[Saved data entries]
○ ○ ○ ○
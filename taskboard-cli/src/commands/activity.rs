//! `taskboard activity`

use super::CliContext;
use crate::render;
use anyhow::Result;

pub async fn execute(ctx: &CliContext, limit: Option<usize>) -> Result<()> {
    let entries = ctx.board.backend().read_activity(limit).await?;
    let value = serde_json::to_value(&entries)?;
    ctx.emit(&value, || {
        if entries.is_empty() {
            println!("No activity yet");
        } else {
            println!("{}", render::activity_table(&entries));
        }
    })
}
//! Built-in defaults for new boards

/// Colors a board may carry
pub const BOARD_COLORS: [&str; 12] = [
    "bg-blue-500",
    "bg-green-500",
    "bg-yellow-500",
    "bg-red-500",
    "bg-purple-500",
    "bg-pink-500",
    "bg-indigo-500",
    "bg-gray-500",
    "bg-orange-500",
    "bg-teal-500",
    "bg-cyan-500",
    "bg-emerald-500",
];

/// Color of a board created without one
pub const DEFAULT_BOARD_COLOR: &str = "bg-blue-500";

/// Columns seeded into every new board, in order
pub const DEFAULT_COLUMNS: [&str; 4] = ["To Do", "In Progress", "Review", "Done"];

/// Prefix tagging a hover id as "drop directly on this column"
pub const COLUMN_DROP_PREFIX: &str = "column-";

/// Window for counting a board as recently updated
pub const RECENT_ACTIVITY_DAYS: i64 = 7;

/// Entries kept by the in-memory activity log
pub const DEFAULT_ACTIVITY_LIMIT: usize = 200;

/// True when `color` is one of [`BOARD_COLORS`]
pub fn is_board_color(color: &str) -> bool {
    BOARD_COLORS.contains(&color)
}

/// Hover id of a column's drop zone
pub fn column_drop_id(prefix: &str, column_id: &str) -> String {
    format!("{prefix}{column_id}")
}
○ ○ ○ ○
■ Instructions for the task ■
Determine the number of lines in the data above that hold "value", and reply with that number alone.

■ Exercise response ■
2